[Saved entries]
+ + +
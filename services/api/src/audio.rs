//! Synthesized Speech Files
//!
//! Renders agent replies to mp3 with the OpenAI speech endpoint and keeps the
//! audio directory from growing without bound.

use async_openai::{
    Client,
    config::OpenAIConfig,
    types::{CreateSpeechRequestArgs, SpeechModel, SpeechResponseFormat, Voice},
};
use async_trait::async_trait;
use callagent_core::speech::SpeechSynthesizer;
use std::path::{Path, PathBuf};
use std::time::{Duration, SystemTime};
use tokio::task::JoinHandle;
use tracing::{debug, error, info, instrument, warn};

/// URL prefix the audio directory is served under.
pub const AUDIO_ROUTE: &str = "/audio";

pub struct OpenAISpeechSynthesizer {
    client: Client<OpenAIConfig>,
    audio_dir: PathBuf,
    voice: Voice,
}

impl OpenAISpeechSynthesizer {
    pub fn new(config: OpenAIConfig, audio_dir: PathBuf) -> Self {
        Self {
            client: Client::with_config(config),
            audio_dir,
            voice: Voice::Alloy,
        }
    }

    async fn render(&self, text: &str, path: &Path) -> anyhow::Result<()> {
        let request = CreateSpeechRequestArgs::default()
            .input(text)
            .voice(self.voice.clone())
            .model(SpeechModel::Tts1)
            .response_format(SpeechResponseFormat::Mp3)
            .build()?;

        let response = self.client.audio().speech(request).await?;
        response.save(path).await?;
        Ok(())
    }
}

#[async_trait]
impl SpeechSynthesizer for OpenAISpeechSynthesizer {
    #[instrument(skip(self, text))]
    async fn synthesize(&self, text: &str, call_id: &str, turn_index: u64) -> Option<String> {
        let file_name = audio_file_name(call_id, turn_index);
        let path = self.audio_dir.join(&file_name);

        match self.render(text, &path).await {
            Ok(()) => {
                debug!(file = %file_name, "Speech synthesized");
                Some(format!("{}/{}", AUDIO_ROUTE, file_name))
            }
            Err(e) => {
                error!(error = ?e, "Speech synthesis failed; falling back to text");
                None
            }
        }
    }
}

/// `response_<callId>_<turnIndex>.mp3`. Call ids made only of `[A-Za-z0-9-]`
/// are used as-is; any other id is hex-encoded behind a `_` marker, so
/// distinct ids never share a file and none can escape the audio directory.
pub fn audio_file_name(call_id: &str, turn_index: u64) -> String {
    let is_plain = !call_id.is_empty()
        && call_id
            .chars()
            .all(|c| c.is_ascii_alphanumeric() || c == '-');
    if is_plain {
        format!("response_{}_{}.mp3", call_id, turn_index)
    } else {
        format!("response__{}_{}.mp3", hex::encode(call_id), turn_index)
    }
}

/// Deletes files in `dir` last modified more than `max_age` ago.
/// Returns how many were removed.
pub async fn cleanup_old_audio(dir: &Path, max_age: Duration) -> std::io::Result<usize> {
    let mut entries = match tokio::fs::read_dir(dir).await {
        Ok(entries) => entries,
        Err(e) if e.kind() == std::io::ErrorKind::NotFound => return Ok(0),
        Err(e) => return Err(e),
    };

    let now = SystemTime::now();
    let mut removed = 0;
    while let Some(entry) = entries.next_entry().await? {
        let metadata = entry.metadata().await?;
        if !metadata.is_file() {
            continue;
        }
        let age = metadata
            .modified()
            .ok()
            .and_then(|modified| now.duration_since(modified).ok())
            .unwrap_or_default();
        if age > max_age {
            match tokio::fs::remove_file(entry.path()).await {
                Ok(()) => removed += 1,
                Err(e) => warn!(path = ?entry.path(), error = %e, "Failed to remove old audio file"),
            }
        }
    }
    Ok(removed)
}

pub fn spawn_audio_cleanup(dir: PathBuf, max_age: Duration, every: Duration) -> JoinHandle<()> {
    tokio::spawn(async move {
        let mut ticker = tokio::time::interval(every);
        loop {
            ticker.tick().await;
            match cleanup_old_audio(&dir, max_age).await {
                Ok(0) => {}
                Ok(removed) => info!(removed, "Removed old audio files"),
                Err(e) => error!(error = %e, dir = ?dir, "Audio cleanup failed"),
            }
        }
    })
}
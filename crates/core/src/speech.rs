use async_trait::async_trait;

/// Renders agent text to playable audio.
///
/// `turn_index` is the session's turn counter for the reply being spoken,
/// which keeps artifact names unique and deterministic per call.
#[async_trait]
pub trait SpeechSynthesizer: Send + Sync {
    /// Returns a reference to the audio (e.g. a URL path), or `None` if
    /// synthesis failed and the text should be spoken by other means.
    async fn synthesize(&self, text: &str, call_id: &str, turn_index: u64) -> Option<String>;
}

/// A synthesizer that never produces audio; prompts fall back to plain text.
pub struct TextOnlySynthesizer;

#[async_trait]
impl SpeechSynthesizer for TextOnlySynthesizer {
    async fn synthesize(&self, _text: &str, _call_id: &str, _turn_index: u64) -> Option<String> {
        None
    }
}
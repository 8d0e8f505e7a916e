//! API Models
//!
//! Request and response shapes for the HTTP surface, documented with `utoipa`.
//! Core types are wrapped in view structs here so the core crate stays free
//! of web dependencies.

use callagent_core::{
    CallEvent, CallRecord, CallStatus, EndReason, Prompt, SessionSnapshot, SessionState, Speaker,
    Turn,
};
use chrono::{DateTime, Utc};
use serde::{Deserialize, Serialize};
use utoipa::ToSchema;

#[derive(Serialize, Deserialize, ToSchema, Debug, Clone, PartialEq)]
pub struct TurnView {
    #[schema(value_type = String, example = "User")]
    pub speaker: Speaker,
    pub text: String,
    pub timestamp: DateTime<Utc>,
}

impl From<Turn> for TurnView {
    fn from(turn: Turn) -> Self {
        Self {
            speaker: turn.speaker,
            text: turn.text,
            timestamp: turn.timestamp,
        }
    }
}

/// A live session as held by the registry.
#[derive(Serialize, Deserialize, ToSchema, Debug, Clone)]
pub struct CallSessionView {
    #[schema(example = "CA5f1c0e6a9d2b")]
    pub call_id: String,
    pub phone_number: Option<String>,
    #[schema(value_type = String, example = "AwaitingInput")]
    pub state: SessionState,
    pub turn_counter: u64,
    pub history: Vec<TurnView>,
    pub created_at: DateTime<Utc>,
    pub last_activity_at: DateTime<Utc>,
}

impl From<SessionSnapshot> for CallSessionView {
    fn from(snapshot: SessionSnapshot) -> Self {
        Self {
            call_id: snapshot.call_id,
            phone_number: snapshot.phone_number,
            state: snapshot.state,
            turn_counter: snapshot.turn_counter,
            history: snapshot.history.into_iter().map(TurnView::from).collect(),
            created_at: snapshot.created_at,
            last_activity_at: snapshot.last_activity_at,
        }
    }
}

/// A persisted call transcript.
#[derive(Serialize, Deserialize, ToSchema, Debug, Clone)]
pub struct CallRecordView {
    pub call_id: String,
    pub phone_number: Option<String>,
    #[schema(value_type = String, example = "Ended")]
    pub status: CallStatus,
    #[schema(value_type = Option<String>, example = "no_input")]
    pub end_reason: Option<EndReason>,
    pub start_time: DateTime<Utc>,
    pub end_time: Option<DateTime<Utc>>,
    pub history: Vec<TurnView>,
    pub last_updated: DateTime<Utc>,
}

impl From<CallRecord> for CallRecordView {
    fn from(record: CallRecord) -> Self {
        Self {
            call_id: record.call_id,
            phone_number: record.phone_number,
            status: record.status,
            end_reason: record.end_reason,
            start_time: record.start_time,
            end_time: record.end_time,
            history: record.history.into_iter().map(TurnView::from).collect(),
            last_updated: record.last_updated,
        }
    }
}

/// An inbound call event, tagged by `type`.
#[derive(Deserialize, ToSchema, Debug, Clone, PartialEq)]
#[serde(tag = "type", rename_all = "snake_case")]
pub enum CallEventPayload {
    Connected {
        #[serde(default)]
        phone_number: Option<String>,
    },
    Speech {
        text: String,
    },
    Digits {
        digits: String,
    },
    Silence,
    Ended {
        /// One of `hangup`, `user_ended`, `no_input`, `timeout`, `unanswered`, `failed`.
        #[schema(example = "hangup")]
        reason: String,
    },
}

impl TryFrom<CallEventPayload> for CallEvent {
    type Error = String;

    fn try_from(payload: CallEventPayload) -> Result<Self, Self::Error> {
        Ok(match payload {
            CallEventPayload::Connected { phone_number } => CallEvent::Connected { phone_number },
            CallEventPayload::Speech { text } => CallEvent::Speech { text },
            CallEventPayload::Digits { digits } => CallEvent::Digits { digits },
            CallEventPayload::Silence => CallEvent::Silence,
            CallEventPayload::Ended { reason } => CallEvent::Ended {
                reason: reason.parse()?,
            },
        })
    }
}

/// What the caller should hear next.
#[derive(Serialize, Deserialize, ToSchema, Debug, Clone, PartialEq)]
pub struct PromptResponse {
    pub spoken_text: String,
    pub expect_input: bool,
    pub hangup: bool,
    pub turn_index: Option<u64>,
    /// Path of the synthesized reply under `/audio`, when available.
    pub audio_url: Option<String>,
}

impl PromptResponse {
    pub fn new(prompt: Prompt, audio_url: Option<String>) -> Self {
        Self {
            spoken_text: prompt.spoken_text,
            expect_input: prompt.expect_input,
            hangup: prompt.hangup,
            turn_index: prompt.turn_index,
            audio_url,
        }
    }
}

#[derive(Serialize, ToSchema)]
pub struct ErrorResponse {
    pub message: String,
}

/// The form fields Twilio posts to voice webhooks. Only `CallSid` is always present.
#[derive(Deserialize, Debug, Default, Clone)]
#[serde(rename_all = "PascalCase")]
pub struct VoiceWebhookForm {
    pub call_sid: String,
    pub from: Option<String>,
    pub to: Option<String>,
    pub direction: Option<String>,
    pub speech_result: Option<String>,
    pub digits: Option<String>,
    pub call_status: Option<String>,
}

/// Maps a Twilio `CallStatus` to an end reason; `None` while the call is still live.
pub fn end_reason_for_call_status(status: &str) -> Option<EndReason> {
    match status {
        "completed" => Some(EndReason::Hangup),
        "busy" | "no-answer" => Some(EndReason::Unanswered),
        "canceled" => Some(EndReason::UserEnded),
        "failed" => Some(EndReason::Failed),
        _ => None,
    }
}

#[cfg(test)]
mod tests {
    use super::*;
    use chrono::TimeZone;

    #[test]
    fn test_event_payload_deserialization() {
        let connected: CallEventPayload =
            serde_json::from_str(r#"{"type": "connected", "phone_number": "+15550100"}"#).unwrap();
        assert_eq!(
            connected,
            CallEventPayload::Connected {
                phone_number: Some("+15550100".to_string())
            }
        );

        let bare: CallEventPayload = serde_json::from_str(r#"{"type": "connected"}"#).unwrap();
        assert_eq!(bare, CallEventPayload::Connected { phone_number: None });

        let silence: CallEventPayload = serde_json::from_str(r#"{"type": "silence"}"#).unwrap();
        assert_eq!(silence, CallEventPayload::Silence);
    }

    #[test]
    fn test_event_payload_missing_field() {
        let result: Result<CallEventPayload, _> = serde_json::from_str(r#"{"type": "speech"}"#);
        assert!(result.is_err());

        let result: Result<CallEventPayload, _> = serde_json::from_str(r#"{"type": "dance"}"#);
        assert!(result.is_err());
    }

    #[test]
    fn test_event_payload_into_call_event() {
        let event = CallEvent::try_from(CallEventPayload::Ended {
            reason: "no_input".to_string(),
        })
        .unwrap();
        assert_eq!(
            event,
            CallEvent::Ended {
                reason: EndReason::NoInput
            }
        );

        let err = CallEvent::try_from(CallEventPayload::Ended {
            reason: "exploded".to_string(),
        })
        .unwrap_err();
        assert!(err.contains("exploded"));
    }

    #[test]
    fn test_prompt_response_serialization() {
        let response = PromptResponse::new(
            Prompt::listen("Hello!"),
            Some("/audio/response_CA1_1.mp3".to_string()),
        );

        let json = serde_json::to_value(&response).unwrap();
        assert_eq!(json["spoken_text"], "Hello!");
        assert_eq!(json["expect_input"], true);
        assert_eq!(json["hangup"], false);
        assert!(json["turn_index"].is_null());
        assert_eq!(json["audio_url"], "/audio/response_CA1_1.mp3");
    }

    #[test]
    fn test_error_response_serialization() {
        let error = ErrorResponse {
            message: "Call not found".to_string(),
        };

        let json = serde_json::to_string(&error).unwrap();
        assert_eq!(json, r#"{"message":"Call not found"}"#);
    }

    #[test]
    fn test_record_view_from_record() {
        let start = Utc.with_ymd_and_hms(2024, 1, 15, 10, 30, 0).unwrap();
        let record = CallRecord {
            call_id: "CA1".to_string(),
            phone_number: Some("+15550100".to_string()),
            status: CallStatus::Ended,
            end_reason: Some(EndReason::Hangup),
            start_time: start,
            end_time: Some(start),
            history: vec![Turn::user("hello"), Turn::agent("hi")],
            last_updated: start,
        };

        let view = CallRecordView::from(record);
        assert_eq!(view.history.len(), 2);
        assert_eq!(view.history[0].speaker, Speaker::User);

        let json = serde_json::to_value(&view).unwrap();
        assert_eq!(json["status"], "Ended");
        assert_eq!(json["end_reason"], "hangup");
        assert_eq!(json["history"][1]["text"], "hi");
    }

    #[test]
    fn test_voice_form_uses_twilio_field_names() {
        let form: VoiceWebhookForm = serde_json::from_str(
            r#"{"CallSid": "CA1", "From": "+15550100", "SpeechResult": "hello", "CallStatus": "in-progress"}"#,
        )
        .unwrap();

        assert_eq!(form.call_sid, "CA1");
        assert_eq!(form.from.as_deref(), Some("+15550100"));
        assert_eq!(form.speech_result.as_deref(), Some("hello"));
        assert_eq!(form.digits, None);
        assert_eq!(form.call_status.as_deref(), Some("in-progress"));
    }

    #[test]
    fn test_end_reason_for_call_status() {
        assert_eq!(end_reason_for_call_status("completed"), Some(EndReason::Hangup));
        assert_eq!(end_reason_for_call_status("busy"), Some(EndReason::Unanswered));
        assert_eq!(end_reason_for_call_status("no-answer"), Some(EndReason::Unanswered));
        assert_eq!(end_reason_for_call_status("canceled"), Some(EndReason::UserEnded));
        assert_eq!(end_reason_for_call_status("failed"), Some(EndReason::Failed));
        assert_eq!(end_reason_for_call_status("ringing"), None);
        assert_eq!(end_reason_for_call_status("in-progress"), None);
    }
}
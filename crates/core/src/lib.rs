//! Call Agent Core
//!
//! The per-call conversation session manager: maps telephony call ids to
//! ordered, turn-taking dialogues with a language model and decides what
//! the caller hears next.

pub mod error;
pub mod llm_client;
pub mod registry;
pub mod router;
pub mod session;
pub mod speech;
pub mod transcript;

pub use error::{ModelError, SessionError, StoreError};
pub use registry::{RegistryConfig, SessionRegistry, TurnReply};
pub use router::{CallEvent, CallEventRouter, Prompt, RouterConfig};
pub use session::{CallStatus, EndReason, SessionSnapshot, SessionState, Speaker, Turn};
pub use transcript::{CallRecord, InMemoryTranscriptStore, TranscriptStore};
+ + +
PROBLEM TO WORK ON -> Please copy, exactly and with nothing else, the lines above beginning at the line that has "#[serde(default)]" and ending with the line that has "type Error = String;".

WORKED SOLUTION ->
        #[serde(default)]
        phone_number: Option<String>,
    },
    Speech {
        text: String,
    },
    Digits {
        digits: String,
    },
    Silence,
    Ended {
        /// One of `hangup`, `user_ended`, `no_input`, `timeout`, `unanswered`, `failed`.
        #[schema(example = "hangup")]
        reason: String,
    },
}

impl TryFrom<CallEventPayload> for CallEvent {
    type Error = String;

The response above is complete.